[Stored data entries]
◇ ◇ ◇ ◇

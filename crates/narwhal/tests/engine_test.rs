use std::fs;

use narwhal::{
    CacheKey, DiskCache, EdgeRow, Engine, EngineConfig, Error, GraphRequest, MemoryCache, NoCache,
    Param, RadarRequest, WeightPolicy,
};

fn approx(a: f64, b: f64) -> bool {
    (a - b).abs() < 1e-9
}

fn memory_engine() -> Engine {
    Engine::with_cache(EngineConfig::default(), MemoryCache::new())
}

fn uncached_engine() -> Engine {
    Engine::with_cache(EngineConfig::default(), NoCache)
}

fn sample_request(dimension: &str) -> GraphRequest {
    GraphRequest::new(
        ["a", "b", "c", "c", "b", "q"],
        ["b", "c", "a", "d", "a", "r"],
        ["original", "original", "original", "original", "mirrored", "other"],
        dimension,
    )
}

fn two_node_request(dimension: &str) -> GraphRequest {
    GraphRequest::new(["A", "B"], ["B", "A"], ["original", "mirrored"], dimension)
        .with_layout("circular")
}

#[test]
fn output_aligns_with_input_rows() {
    let engine = uncached_engine();
    for name in narwhal_layout::Algorithm::NAMES {
        for dimension in ["x", "y", "weight"] {
            let req = sample_request(dimension).with_layout(name);
            let out = engine.graph_coordinates(&req).expect("coordinates");
            assert_eq!(out.len(), req.len(), "{name}/{dimension}");
            assert!(out.iter().all(Option::is_some), "{name}/{dimension}");
        }
    }
}

#[test]
fn rows_outside_the_graph_read_zero() {
    let engine = uncached_engine();
    for dimension in ["x", "y", "weight"] {
        let out = engine
            .graph_coordinates(&sample_request(dimension))
            .expect("coordinates");
        assert_eq!(out[5], Some(0.0), "{dimension}");
    }
}

#[test]
fn identical_requests_are_bit_identical() {
    let first = uncached_engine()
        .graph_coordinates(&sample_request("x"))
        .expect("coordinates");
    let second = uncached_engine()
        .graph_coordinates(&sample_request("x"))
        .expect("coordinates");
    assert_eq!(first, second);

    let req = RadarRequest::new(
        ["a", "b", "a", "c"],
        ["1", "1", "1", "1"],
        ["t", "t", "t", "t"],
        ["original", "original", "mirrored", "original"],
        "y",
    );
    assert_eq!(
        uncached_engine().radar_coordinates(&req).expect("radar"),
        uncached_engine().radar_coordinates(&req).expect("radar")
    );
}

#[test]
fn circular_two_node_scenario() {
    let engine = uncached_engine();

    let x = engine
        .graph_coordinates(&two_node_request("x"))
        .expect("coordinates");
    // Row 0 reads A; row 1 is B -> A mirrored, so it also reads A.
    assert!(approx(x[0].unwrap_or(f64::NAN), 1.0), "{x:?}");
    assert!(approx(x[1].unwrap_or(f64::NAN), 1.0), "{x:?}");

    let y = engine
        .graph_coordinates(&two_node_request("y"))
        .expect("coordinates");
    assert!(y.iter().all(|v| approx(v.unwrap_or(f64::NAN), 0.0)), "{y:?}");

    let weight = engine
        .graph_coordinates(&two_node_request("weight"))
        .expect("coordinates");
    assert_eq!(weight, vec![Some(1.0), Some(1.0)]);
}

#[test]
fn mirrored_row_matches_swapped_original() {
    let engine = uncached_engine();
    let base = ["a", "b", "c"];
    let to = ["b", "c", "a"];
    for dimension in ["x", "y", "weight"] {
        let mut from_nodes = base.to_vec();
        let mut to_nodes = to.to_vec();
        let mut roles = vec!["original"; 3];
        from_nodes.extend(["a", "b"]);
        to_nodes.extend(["b", "a"]);
        roles.extend(["mirrored", "original"]);

        let out = engine
            .graph_coordinates(&GraphRequest::new(from_nodes, to_nodes, roles, dimension))
            .expect("coordinates");
        assert_eq!(out[3], out[4], "{dimension}");
    }
}

#[test]
fn mirrored_only_policy_zeroes_original_weights() {
    let config = EngineConfig {
        weight_policy: WeightPolicy::MirroredOnly,
        ..Default::default()
    };
    let engine = Engine::with_cache(config, NoCache);
    let out = engine
        .graph_coordinates(&two_node_request("weight"))
        .expect("coordinates");
    assert_eq!(out, vec![Some(0.0), Some(1.0)]);
}

#[test]
fn degenerate_input_yields_all_none() {
    let engine = memory_engine();

    let none: Vec<String> = Vec::new();
    let empty = GraphRequest::new(none.clone(), none.clone(), none, "x");
    assert_eq!(engine.graph_coordinates(&empty).expect("empty"), vec![]);

    let mut null_first = GraphRequest::new(["a", "b"], ["b", "c"], ["original", "original"], "x");
    null_first.from_nodes[0] = None;
    assert_eq!(
        engine.graph_coordinates(&null_first).expect("null endpoint"),
        vec![None, None]
    );

    let only_mirrored = GraphRequest::new(["a", "b"], ["b", "a"], ["mirrored", "mirrored"], "y");
    assert_eq!(
        engine.graph_coordinates(&only_mirrored).expect("no originals"),
        vec![None, None]
    );

    assert_eq!(engine.computations(), 0);
}

#[test]
fn later_null_endpoints_read_zero() {
    let engine = uncached_engine();
    let mut req = GraphRequest::new(["a", "b", "c"], ["b", "c", "a"], ["original"; 3], "x")
        .with_layout("circular");
    req.to_nodes[2] = None;
    let out = engine.graph_coordinates(&req).expect("coordinates");
    assert_eq!(out.len(), 3);
    assert_eq!(out[2], Some(0.0));
    assert!(out[0].is_some_and(|v| v != 0.0));
}

#[test]
fn shape_mismatch_is_reported_first() {
    let engine = uncached_engine();
    let mut req = sample_request("not-a-dimension");
    req.roles.pop();
    assert!(matches!(
        engine.graph_coordinates(&req),
        Err(Error::ShapeMismatch { .. })
    ));

    let radar = RadarRequest {
        data: vec!["a".into()],
        amplitude: vec![],
        thread: vec!["t".into()],
        node_type: vec!["original".into()],
        dimension: "x".into(),
    };
    assert!(matches!(
        engine.radar_coordinates(&radar),
        Err(Error::ShapeMismatch { .. })
    ));
}

#[test]
fn unknown_dimension_and_layout_are_fatal() {
    let engine = uncached_engine();
    assert!(matches!(
        engine.graph_coordinates(&sample_request("z")),
        Err(Error::UnknownDimension { .. })
    ));
    assert!(matches!(
        engine.graph_coordinates(&sample_request("x").with_layout("force_atlas")),
        Err(Error::Layout(narwhal_layout::Error::UnknownAlgorithm { .. }))
    ));

    let radar = RadarRequest::new(["a"], ["1"], ["t"], ["original"], "weight");
    assert!(matches!(
        engine.radar_coordinates(&radar),
        Err(Error::InvalidDimension { .. })
    ));
}

#[test]
fn singleton_parameters_are_unwrapped() {
    let engine = uncached_engine();
    let mut wrapped = two_node_request("x");
    wrapped.dimension = Param::List(vec!["X".to_string()]);
    wrapped.layout = Some(Param::List(vec!["circular".to_string()]));
    wrapped.k = Some(Param::List(vec![0.5]));

    assert_eq!(
        engine.graph_coordinates(&wrapped).expect("wrapped"),
        engine.graph_coordinates(&two_node_request("x")).expect("scalar")
    );

    wrapped.layout = Some(Param::List(vec![]));
    assert!(matches!(
        engine.graph_coordinates(&wrapped),
        Err(Error::EmptyParameter { name: "layout" })
    ));
}

#[test]
fn every_dimension_is_served_from_one_layout() {
    let engine = memory_engine();
    for dimension in ["x", "y", "weight", "X"] {
        engine
            .graph_coordinates(&sample_request(dimension))
            .expect("coordinates");
    }
    assert_eq!(engine.computations(), 1);

    engine
        .graph_coordinates(&sample_request("x").with_layout("circular"))
        .expect("coordinates");
    engine
        .graph_coordinates(&sample_request("x").with_k(0.25))
        .expect("coordinates");
    assert_eq!(engine.computations(), 3);
}

#[test]
fn k_only_separates_spring_entries() {
    let engine = memory_engine();
    let circular = engine
        .graph_coordinates(&two_node_request("x").with_k(0.5))
        .expect("coordinates");
    let circular_other_k = engine
        .graph_coordinates(&two_node_request("x").with_k(0.25))
        .expect("coordinates");
    assert_eq!(circular, circular_other_k);
    assert_eq!(engine.computations(), 1);

    for k in [0.5, 0.25] {
        engine
            .graph_coordinates(&two_node_request("x").with_layout("spring").with_k(k))
            .expect("coordinates");
    }
    assert_eq!(engine.computations(), 3);
}

#[test]
fn different_keys_never_share_entries() {
    let engine = memory_engine();
    let circular = engine
        .graph_coordinates(&two_node_request("x"))
        .expect("coordinates");
    let random = engine
        .graph_coordinates(&two_node_request("x").with_layout("random"))
        .expect("coordinates");
    assert_eq!(engine.computations(), 2);
    assert_ne!(circular, random);
}

#[test]
fn disk_cache_survives_a_new_engine() {
    let dir = tempfile::tempdir().expect("tempdir");
    let config = EngineConfig {
        cache_dir: dir.path().to_path_buf(),
        ..Default::default()
    };

    let first = Engine::new(config.clone());
    let computed = first
        .graph_coordinates(&sample_request("y"))
        .expect("coordinates");
    assert_eq!(first.computations(), 1);

    let second = Engine::new(config);
    let cached = second
        .graph_coordinates(&sample_request("y"))
        .expect("coordinates");
    assert_eq!(second.computations(), 0);
    assert_eq!(computed, cached);
}

fn ring_with_chords(n: usize, dimension: &str) -> GraphRequest {
    let mut from_nodes = Vec::new();
    let mut to_nodes = Vec::new();
    let mut roles = Vec::new();
    for i in 0..n {
        for step in [1, 2] {
            from_nodes.push(format!("n{i}"));
            to_nodes.push(format!("n{}", (i + step) % n));
            roles.push("original");
        }
    }
    from_nodes.push("n1".to_string());
    to_nodes.push("n0".to_string());
    roles.push("mirrored");
    GraphRequest::new(from_nodes, to_nodes, roles, dimension)
}

fn bits(values: &[Option<f64>]) -> Vec<Option<u64>> {
    values.iter().map(|v| v.map(f64::to_bits)).collect()
}

#[test]
fn disk_cached_answers_are_bit_identical_to_fresh_ones() {
    let dir = tempfile::tempdir().expect("tempdir");
    let config = EngineConfig {
        cache_dir: dir.path().to_path_buf(),
        ..Default::default()
    };

    for layout in ["spring", "kamada_kawai", "spectral", "spiral", "circular"] {
        for n in [3, 5, 8, 13, 21] {
            for dimension in ["x", "y", "weight"] {
                let req = ring_with_chords(n, dimension).with_layout(layout);
                let fresh = Engine::with_cache(config.clone(), NoCache)
                    .graph_coordinates(&req)
                    .expect("fresh");

                let writer = Engine::new(config.clone());
                writer.graph_coordinates(&req).expect("written");

                let reader = Engine::new(config.clone());
                let cached = reader.graph_coordinates(&req).expect("cached");
                assert_eq!(reader.computations(), 0, "{layout}/{n}/{dimension}");
                assert_eq!(bits(&fresh), bits(&cached), "{layout}/{n}/{dimension}");
            }
        }
    }
}

#[test]
fn corrupt_disk_entry_is_recomputed_and_replaced() {
    let dir = tempfile::tempdir().expect("tempdir");
    let cache = DiskCache::new(dir.path());
    let rows = vec![
        EdgeRow::new("A", "B", "original"),
        EdgeRow::new("B", "A", "mirrored"),
    ];
    let key = CacheKey::for_layout(&rows, "circular", None, 42, WeightPolicy::Degree);
    fs::write(cache.entry_path(&key), b"{ not json").expect("write corrupt entry");

    let engine = Engine::with_cache(EngineConfig::default(), cache.clone());
    let out = engine
        .graph_coordinates(&two_node_request("x"))
        .expect("coordinates");
    assert_eq!(engine.computations(), 1);
    assert!(approx(out[0].unwrap_or(f64::NAN), 1.0));

    let again = Engine::with_cache(EngineConfig::default(), cache);
    again
        .graph_coordinates(&two_node_request("x"))
        .expect("coordinates");
    assert_eq!(again.computations(), 0);
}

#[test]
fn disabled_cache_always_recomputes() {
    let engine = uncached_engine();
    engine.graph_coordinates(&sample_request("x")).expect("x");
    engine.graph_coordinates(&sample_request("x")).expect("x");
    assert_eq!(engine.computations(), 2);
}

#[test]
fn dump_input_writes_edge_triples() {
    let dir = tempfile::tempdir().expect("tempdir");
    let config = EngineConfig {
        cache_dir: dir.path().to_path_buf(),
        cache_enabled: false,
        dump_input: true,
        ..Default::default()
    };
    Engine::new(config)
        .graph_coordinates(&two_node_request("x"))
        .expect("coordinates");

    let text = fs::read_to_string(dir.path().join("input.json")).expect("input.json");
    let triples: Vec<(Option<String>, Option<String>, String)> =
        serde_json::from_str(&text).expect("valid json");
    assert_eq!(
        triples,
        vec![
            (Some("A".into()), Some("B".into()), "original".into()),
            (Some("B".into()), Some("A".into()), "mirrored".into()),
        ]
    );
}

#[test]
fn radar_size_counts_labels() {
    let req = RadarRequest::new(
        ["a", "a", "b"],
        ["1", "1", "1"],
        ["t", "t", "t"],
        ["original", "original", "original"],
        "size",
    );
    assert_eq!(
        uncached_engine().radar_coordinates(&req).expect("radar"),
        vec![2.0, 2.0, 1.0]
    );
}

#[test]
fn radar_mirrored_rows_are_reflected() {
    let engine = uncached_engine();
    let req = |dimension: &str| {
        RadarRequest::new(
            ["a", "a", "b", "b", "b"],
            ["1"; 5],
            ["t"; 5],
            ["original", "mirrored", "original", "mirrored", "original"],
            dimension,
        )
    };
    for dimension in ["x", "y"] {
        let out = engine.radar_coordinates(&req(dimension)).expect("radar");
        assert_eq!(out[1], -out[0], "{dimension}");
        assert_eq!(out[3], -out[2], "{dimension}");
        assert_eq!(out[4], out[2], "{dimension}");
    }
}

#[test]
fn radar_results_are_cached_per_dimension() {
    let engine = memory_engine();
    let req = RadarRequest::new(
        ["a", "b", "a"],
        ["1", "1", "1"],
        ["t", "t", "t"],
        ["original", "original", "mirrored"],
        "x",
    );
    let first = engine.radar_coordinates(&req).expect("radar");
    let second = engine.radar_coordinates(&req).expect("radar");
    assert_eq!(first, second);
    assert_eq!(engine.computations(), 1);

    engine
        .radar_coordinates(&req.clone().with_dimension("y"))
        .expect("radar");
    assert_eq!(engine.computations(), 2);
}

#[test]
fn radar_and_graph_entries_do_not_collide() {
    let engine = memory_engine();
    engine.graph_coordinates(&two_node_request("x")).expect("graph");
    let radar = RadarRequest::new(
        ["A", "B"],
        ["1", "1"],
        ["t", "t"],
        ["original", "mirrored"],
        "x",
    );
    engine.radar_coordinates(&radar).expect("radar");
    assert_eq!(engine.computations(), 2);
}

◇ ◇ ◇ ◇

-- Work request --
Count of lines holding the string "roles": please work it out for the entries above and give the number alone.

-- Written response --
8